Tumours of the carotid body and other paraganglia often retain the general histological pattern of normal paraganglia (Figure 4A). We selected five carotid body paragangliomas and assessed the expression and expected staining pattern of S100, a marker for sustentacular cells and of tyrosine hydroxylase, a marker for chief cells. All tumours tested showed the expected positive (brown) staining pattern (exemplified in a sporadic tumour, Figure 4B and 4C). The tumours were then assessed for histone 3 lysine methylation. As shown in a sporadic paraganglioma tumour, the chief cell fraction showed strong nuclear staining for H3K27me3 (Figure 4D, black arrow). Notably, sustentacular cells (red arrow) showed no nuclear or cytoplasmic staining. A striking feature of H3K27me3 staining in chief cells was its heterogeneity (Figure 4E, black arrow).

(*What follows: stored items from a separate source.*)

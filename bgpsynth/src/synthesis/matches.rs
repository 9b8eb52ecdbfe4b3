// BgpSynth: Synthesizing BGP Route-Map Policies
// Copyright (C) 2021  Tibor Schneider
//
// This program is free software; you can redistribute it and/or modify
// it under the terms of the GNU General Public License as published by
// the Free Software Foundation; either version 2 of the License, or
// (at your option) any later version.
//
// This program is distributed in the hope that it will be useful,
// but WITHOUT ANY WARRANTY; without even the implied warranty of
// MERCHANTABILITY or FITNESS FOR A PARTICULAR PURPOSE.  See the
// GNU General Public License for more details.
//
// You should have received a copy of the GNU General Public License along
// with this program; if not, write to the Free Software Foundation, Inc.,
// 51 Franklin Street, Fifth Floor, Boston, MA 02110-1301 USA.

//! # Match Algebra
//!
//! A [`Match`] is a predicate over a single symbolic announcement. Evaluating a match produces a
//! [`BoolValue`], which is concrete whenever the outcome does not depend on any hole.

use super::announcement::{to_u32, AttrValue, Attribute, SymAnnouncement};
use super::context::SolverContext;
use super::route_map::RouteMapMatch;
use super::types::{DecodeError, DomainError, ShapeError};
use super::value::{BoolValue, IntValue};
use crate::Error;

use itertools::Itertools;
use log::*;
use std::convert::TryFrom;
use std::fmt;
use std::rc::Rc;

/// Predicate over an announcement
#[derive(Debug, Clone, PartialEq)]
pub enum Match {
    /// Matches every announcement
    All,
    /// Matches if the attribute of the announcement equals the value
    Attribute(AttrValue),
    /// Matches if all sub-matches match
    And(Vec<Match>),
    /// Matches if any sub-match matches
    Or(Vec<Match>),
    /// Matches if the candidate chosen by the synthesis matches
    SelectOne(SelectOne),
    /// Matches if the announcement is handled by a specific line of a policy chain
    Selector(SelectorMatch),
}

impl Match {
    /// Create an attribute match. Fails if the value refers to an undeclared community.
    pub fn attribute(ctx: &SolverContext, value: AttrValue) -> Result<Self, DomainError> {
        if let AttrValue::Community(c, _) = &value {
            ctx.check_community(c)?;
        }
        Ok(Match::Attribute(value))
    }

    /// Evaluate the match on an announcement.
    pub fn is_match(&self, ann: &SymAnnouncement) -> Result<BoolValue, Error> {
        Ok(match self {
            Match::All => BoolValue::constant(true),
            Match::Attribute(value) => ann.attribute(&value.attribute())?.equals(value)?,
            Match::And(matches) => BoolValue::and(
                &matches.iter().map(|m| m.is_match(ann)).collect::<Result<Vec<_>, _>>()?,
            ),
            Match::Or(matches) => BoolValue::or(
                &matches.iter().map(|m| m.is_match(ann)).collect::<Result<Vec<_>, _>>()?,
            ),
            Match::SelectOne(s) => s.is_match(ann)?,
            Match::Selector(s) => s.is_match(ann)?,
        })
    }

    /// Decode the match into a route-map clause. Only attribute matches and selections of
    /// attribute matches can be expressed as a clause.
    pub fn config(&self, ctx: &SolverContext) -> Result<RouteMapMatch, DecodeError> {
        let not_configurable = || DecodeError::NotConfigurable(format!("match {}", self));
        Ok(match self {
            Match::Attribute(value) => match value {
                AttrValue::Prefix(v) => RouteMapMatch::Prefix(Some(v.get(ctx)?)),
                AttrValue::Peer(v) => RouteMapMatch::Peer(Some(v.get(ctx)?)),
                AttrValue::Origin(v) => RouteMapMatch::Origin(Some(v.get(ctx)?)),
                AttrValue::AsPath(v) => RouteMapMatch::AsPath(Some(v.get(ctx)?)),
                AttrValue::AsPathLen(v) => RouteMapMatch::AsPathLen(Some(to_u32(v.get(ctx)?)?)),
                AttrValue::NextHop(v) => RouteMapMatch::NextHop(Some(v.get(ctx)?)),
                AttrValue::LocalPref(v) => RouteMapMatch::LocalPref(Some(to_u32(v.get(ctx)?)?)),
                AttrValue::Med(v) => RouteMapMatch::Med(Some(to_u32(v.get(ctx)?)?)),
                AttrValue::Community(c, v) => {
                    // the absence of a community has no clause
                    if v.get(ctx)? {
                        RouteMapMatch::Community(Some(c.clone()))
                    } else {
                        return Err(not_configurable());
                    }
                }
                AttrValue::Permitted(_) => return Err(not_configurable()),
            },
            Match::SelectOne(s) => s.get_used_match(ctx)?.config(ctx)?,
            Match::All | Match::And(_) | Match::Or(_) | Match::Selector(_) => {
                return Err(not_configurable())
            }
        })
    }

    /// Encode a route-map clause. Holes become fresh variables, whose names are derived from
    /// `name`.
    pub fn from_config(
        ctx: &mut SolverContext,
        cond: &RouteMapMatch,
        name: &str,
    ) -> Result<Self, Error> {
        Ok(match cond {
            RouteMapMatch::Prefix(x) => {
                Match::Attribute(AttrValue::Prefix(ctx.fresh(name, x.clone())?))
            }
            RouteMapMatch::Peer(x) => {
                Match::Attribute(AttrValue::Peer(ctx.fresh(name, x.clone())?))
            }
            RouteMapMatch::Origin(x) => Match::Attribute(AttrValue::Origin(ctx.fresh(name, *x)?)),
            RouteMapMatch::AsPath(x) => {
                Match::Attribute(AttrValue::AsPath(ctx.fresh(name, x.clone())?))
            }
            RouteMapMatch::AsPathLen(x) => {
                Match::Attribute(AttrValue::AsPathLen(int_value(ctx, name, *x)?))
            }
            RouteMapMatch::NextHop(x) => {
                Match::Attribute(AttrValue::NextHop(ctx.fresh(name, x.clone())?))
            }
            RouteMapMatch::LocalPref(x) => {
                Match::Attribute(AttrValue::LocalPref(int_value(ctx, name, *x)?))
            }
            RouteMapMatch::Med(x) => Match::Attribute(AttrValue::Med(int_value(ctx, name, *x)?)),
            RouteMapMatch::Community(Some(c)) => {
                Match::attribute(ctx, AttrValue::Community(c.clone(), BoolValue::constant(true)))?
            }
            RouteMapMatch::Community(None) => Match::SelectOne(SelectOne::community(ctx, name)?),
            RouteMapMatch::Any => Match::SelectOne(SelectOne::any_attribute(ctx, name)?),
        })
    }
}

/// Concrete integer for `Some`, or a non-negative hole for `None`.
pub(crate) fn int_value(
    ctx: &mut SolverContext,
    name: &str,
    value: Option<u32>,
) -> Result<IntValue, DomainError> {
    match value {
        Some(v) => Ok(IntValue::constant(i64::from(v))),
        None => ctx.fresh_attribute_int(name),
    }
}

impl fmt::Display for Match {
    fn fmt(&self, f: &mut fmt::Formatter<'_>) -> fmt::Result {
        match self {
            Match::All => write!(f, "all"),
            Match::Attribute(value) => write!(f, "{}", value),
            Match::And(matches) => write!(f, "({})", matches.iter().join(" and ")),
            Match::Or(matches) => write!(f, "({})", matches.iter().join(" or ")),
            Match::SelectOne(s) => write!(f, "select-one {}", s.name),
            Match::Selector(s) => write!(f, "selected by line {}", s.lineno),
        }
    }
}

/// Match whose candidate is chosen by the synthesis. The choice is an integer hole, constrained
/// to index one of the candidates.
#[derive(Debug, Clone, PartialEq)]
pub struct SelectOne {
    name: String,
    choice: IntValue,
    candidates: Vec<Match>,
}

impl SelectOne {
    /// Create a new selection among the candidates. Fails if there are no candidates.
    pub fn new(ctx: &mut SolverContext, name: &str, candidates: Vec<Match>) -> Result<Self, Error> {
        if candidates.is_empty() {
            return Err(ShapeError::EmptyCandidates(name.to_string()).into());
        }
        let choice = ctx.fresh::<i64>(&format!("{}_choice", name), None)?;
        let range = BoolValue::and(&[
            choice.ge(&IntValue::constant(0)),
            choice.lt(&IntValue::constant(candidates.len() as i64)),
        ]);
        ctx.register(&format!("{}_range", choice.term()), &range);
        debug!("{} selects among {} candidates", name, candidates.len());
        Ok(Self { name: name.to_string(), choice, candidates })
    }

    /// Selection among all attributes, with a hole for the value of each. Attributes whose
    /// domain is empty are skipped. For communities, one candidate matches the presence of each
    /// declared community.
    pub fn any_attribute(ctx: &mut SolverContext, name: &str) -> Result<Self, Error> {
        let mut candidates = Vec::new();
        for attr in Attribute::FIXED.iter().filter(|a| **a != Attribute::Permitted) {
            match AttrValue::hole(ctx, attr, &format!("{}_{}", name, attr)) {
                Ok(value) => candidates.push(Match::Attribute(value)),
                Err(DomainError::EmptyDomain(kind)) => {
                    debug!("{}: skip attribute {} with empty {} domain", name, attr, kind)
                }
                Err(e) => return Err(e.into()),
            }
        }
        candidates.extend(community_candidates(ctx));
        Self::new(ctx, name, candidates)
    }

    /// Selection among the presence of every declared community
    pub fn community(ctx: &mut SolverContext, name: &str) -> Result<Self, Error> {
        let candidates = community_candidates(ctx);
        Self::new(ctx, name, candidates)
    }

    /// Name of the selection
    pub fn name(&self) -> &str {
        &self.name
    }

    /// The choice hole
    pub fn choice(&self) -> &IntValue {
        &self.choice
    }

    /// All candidates
    pub fn candidates(&self) -> &[Match] {
        &self.candidates
    }

    /// Evaluate the chosen candidate on the announcement.
    pub fn is_match(&self, ann: &SymAnnouncement) -> Result<BoolValue, Error> {
        let mut results = self
            .candidates
            .iter()
            .map(|m| m.is_match(ann))
            .collect::<Result<Vec<_>, _>>()?
            .into_iter()
            .enumerate()
            .rev();
        // the last candidate is taken whenever no other one is chosen
        let mut result = match results.next() {
            Some((_, last)) => last,
            None => return Ok(BoolValue::constant(false)),
        };
        for (i, r) in results {
            let chosen = self.choice.equals(&IntValue::constant(i as i64));
            result = BoolValue::ite(&chosen, &r, &result);
        }
        Ok(result)
    }

    /// Get the candidate chosen in the model bound to the context.
    pub fn get_used_match(&self, ctx: &SolverContext) -> Result<&Match, DecodeError> {
        let choice = self.choice.get(ctx)?;
        usize::try_from(choice)
            .ok()
            .and_then(|i| self.candidates.get(i))
            .ok_or_else(|| DecodeError::ChoiceOutOfRange(self.name.clone(), choice))
    }
}

fn community_candidates(ctx: &SolverContext) -> Vec<Match> {
    ctx.communities()
        .map(|c| Match::Attribute(AttrValue::Community(c.clone(), BoolValue::constant(true))))
        .collect()
}

/// Match on the line of a policy chain that handles the announcement. The selectors are shared
/// among all lines of the chain, and contain one entry per announcement in the chain's input.
#[derive(Debug, Clone, PartialEq)]
pub struct SelectorMatch {
    lineno: i64,
    selectors: Rc<Vec<IntValue>>,
}

impl SelectorMatch {
    /// Create a new selector match for the line
    pub fn new(lineno: i64, selectors: Rc<Vec<IntValue>>) -> Self {
        Self { lineno, selectors }
    }

    /// Line number on which the match matches
    pub fn lineno(&self) -> i64 {
        self.lineno
    }

    /// Returns true if the announcement is handled by the line.
    pub fn is_match(&self, ann: &SymAnnouncement) -> Result<BoolValue, ShapeError> {
        self.selectors
            .get(ann.index())
            .map(|s| s.equals(&IntValue::constant(self.lineno)))
            .ok_or_else(|| ShapeError::UnknownAnnouncement(ann.name().to_string()))
    }
}
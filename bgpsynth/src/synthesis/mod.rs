// BgpSynth: Synthesizing BGP Route-Map Policies
// Copyright (C) 2021  Tibor Schneider
//
// This program is free software; you can redistribute it and/or modify
// it under the terms of the GNU General Public License as published by
// the Free Software Foundation; either version 2 of the License, or
// (at your option) any later version.
//
// This program is distributed in the hope that it will be useful,
// but WITHOUT ANY WARRANTY; without even the implied warranty of
// MERCHANTABILITY or FITNESS FOR A PARTICULAR PURPOSE.  See the
// GNU General Public License for more details.
//
// You should have received a copy of the GNU General Public License along
// with this program; if not, write to the Free Software Foundation, Inc.,
// 51 Franklin Street, Fifth Floor, Boston, MA 02110-1301 USA.

//! # Synthesis
//!
//! Symbolic encoding of BGP import policies. The route-map to synthesize may contain holes, which
//! are represented by solver variables. Announcements flow through the [`PolicyChain`], and the
//! [`DecisionProcess`] decides which announcement is selected for each prefix. Requirements on
//! the selection become constraints, and a model of the solver fills in all holes.
//!
//! The main building blocks are:
//! - [`Value`]: A concrete or symbolic value of some type, together with its solver term.
//! - [`SolverContext`]: Finite domains, declared holes and named constraints.
//! - [`Match`] and [`Action`]: Predicates over and transformations of announcements.
//! - [`RouteMap`]: The configuration, which is encoded as a [`PolicyChain`].

mod actions;
mod announcement;
mod context;
mod decision;
mod domain;
mod matches;
mod policy;
mod route_map;
mod types;
mod value;

pub use actions::{Action, SetAttribute, SetOne};
pub use announcement::{Announcement, AnnouncementSet, AttrValue, Attribute, SymAnnouncement};
pub use context::{ContextBuilder, SolverContext};
pub use decision::{Criterion, DecisionProcess, Preference, Selection, NO_ROUTE};
pub use domain::{Domain, Domains};
pub use matches::{Match, SelectOne, SelectorMatch};
pub use policy::{PolicyChain, NO_LINE};
pub use route_map::{
    Access, ChainDefault, RouteMap, RouteMapLine, RouteMapLineBuilder, RouteMapMatch, RouteMapSet,
};
pub use types::{
    AsId, AsPathSig, Community, DecodeError, DomainError, DomainKind, NextHop, Origin, Peer,
    Prefix, ShapeError, Token,
};
pub use value::{BoolValue, IntValue, SmtType, Value};
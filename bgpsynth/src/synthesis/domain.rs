// BgpSynth: Synthesizing BGP Route-Map Policies
// Copyright (C) 2021  Tibor Schneider
//
// This program is free software; you can redistribute it and/or modify
// it under the terms of the GNU General Public License as published by
// the Free Software Foundation; either version 2 of the License, or
// (at your option) any later version.
//
// This program is distributed in the hope that it will be useful,
// but WITHOUT ANY WARRANTY; without even the implied warranty of
// MERCHANTABILITY or FITNESS FOR A PARTICULAR PURPOSE.  See the
// GNU General Public License for more details.
//
// You should have received a copy of the GNU General Public License along
// with this program; if not, write to the Free Software Foundation, Inc.,
// 51 Franklin Street, Fifth Floor, Boston, MA 02110-1301 USA.

//! # Finite Domains
//!
//! Registry of the finite domains over which the categorical attributes range. A domain is built
//! from the tokens observed in the input announcements, together with extra tokens supplied by
//! the caller. Tokens are sorted, such that the index of a token does not depend on the order in
//! which announcements were given.

use super::types::DomainKind;
use crate::smt::Sort;

use std::collections::{BTreeMap, BTreeSet, HashMap};

/// Ordered set of tokens of a single kind.
#[derive(Debug, Clone, PartialEq)]
pub struct Domain {
    kind: DomainKind,
    tokens: Vec<String>,
    index: HashMap<String, usize>,
}

impl Domain {
    /// Create a new domain. Duplicate tokens are removed.
    pub fn new<I: IntoIterator<Item = String>>(kind: DomainKind, tokens: I) -> Self {
        let tokens: Vec<String> = tokens.into_iter().collect::<BTreeSet<_>>().into_iter().collect();
        let index = tokens.iter().enumerate().map(|(i, t)| (t.clone(), i)).collect();
        Self { kind, tokens, index }
    }

    /// Kind of the domain
    pub fn kind(&self) -> DomainKind {
        self.kind
    }

    /// Number of tokens
    pub fn len(&self) -> usize {
        self.tokens.len()
    }

    /// Returns true if the domain has no members
    pub fn is_empty(&self) -> bool {
        self.tokens.is_empty()
    }

    /// Index of the token, or `None` if it is no member.
    pub fn index_of(&self, token: &str) -> Option<usize> {
        self.index.get(token).copied()
    }

    /// Token at the given index
    pub fn token(&self, index: usize) -> Option<&str> {
        self.tokens.get(index).map(|t| t.as_str())
    }

    /// All tokens, sorted
    pub fn tokens(&self) -> &[String] {
        &self.tokens
    }

    /// Solver sort of the domain
    pub fn sort(&self) -> Sort {
        Sort::Enum(self.kind, self.tokens.len())
    }
}

/// Registry of all domains. Every kind is present, possibly empty.
#[derive(Debug, Clone, PartialEq)]
pub struct Domains {
    domains: BTreeMap<DomainKind, Domain>,
}

impl Domains {
    /// Build the registry from the tokens of every kind. Kinds without tokens get an empty
    /// domain.
    pub fn new(mut tokens: BTreeMap<DomainKind, BTreeSet<String>>) -> Self {
        Self {
            domains: DomainKind::ALL
                .iter()
                .map(|k| (*k, Domain::new(*k, tokens.remove(k).unwrap_or_default())))
                .collect(),
        }
    }

    /// Get the domain of the given kind
    pub fn get(&self, kind: DomainKind) -> &Domain {
        // all kinds are inserted on construction
        &self.domains[&kind]
    }

    /// Iterate over all domains
    pub fn iter(&self) -> impl Iterator<Item = &Domain> {
        self.domains.values()
    }
}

In contrast, the staining pattern for H3K36me2 was more homogeneous: chief cells showed predominantly nuclear staining (Figure 4F, black arrow) with occasional cytoplasmic staining, while sustentacular cells showed no nuclear staining (Figure 4F, red arrow) and only light, possibly background, staining of the cytoplasm. The staining patterns of both antibodies highlight the "zellball" structure of the tissue. It should be noted that all tumours tested (three sporadic paragangliomas and two SDHD tumours) showed similar patterns of staining (not shown). The differential staining of chief cell nuclei would suggest that these cells represent the transcriptionally active component of the paraganglioma. The heterogeneous staining pattern for H3K27me3 in the chief cells is reminiscent of the ultrastructural studies of Grimely and Glenner , in which they describe "light" and "dark" chief cells. No specific function has ever been attributed to these two forms, and they may indeed simply be transitory forms of the same cell.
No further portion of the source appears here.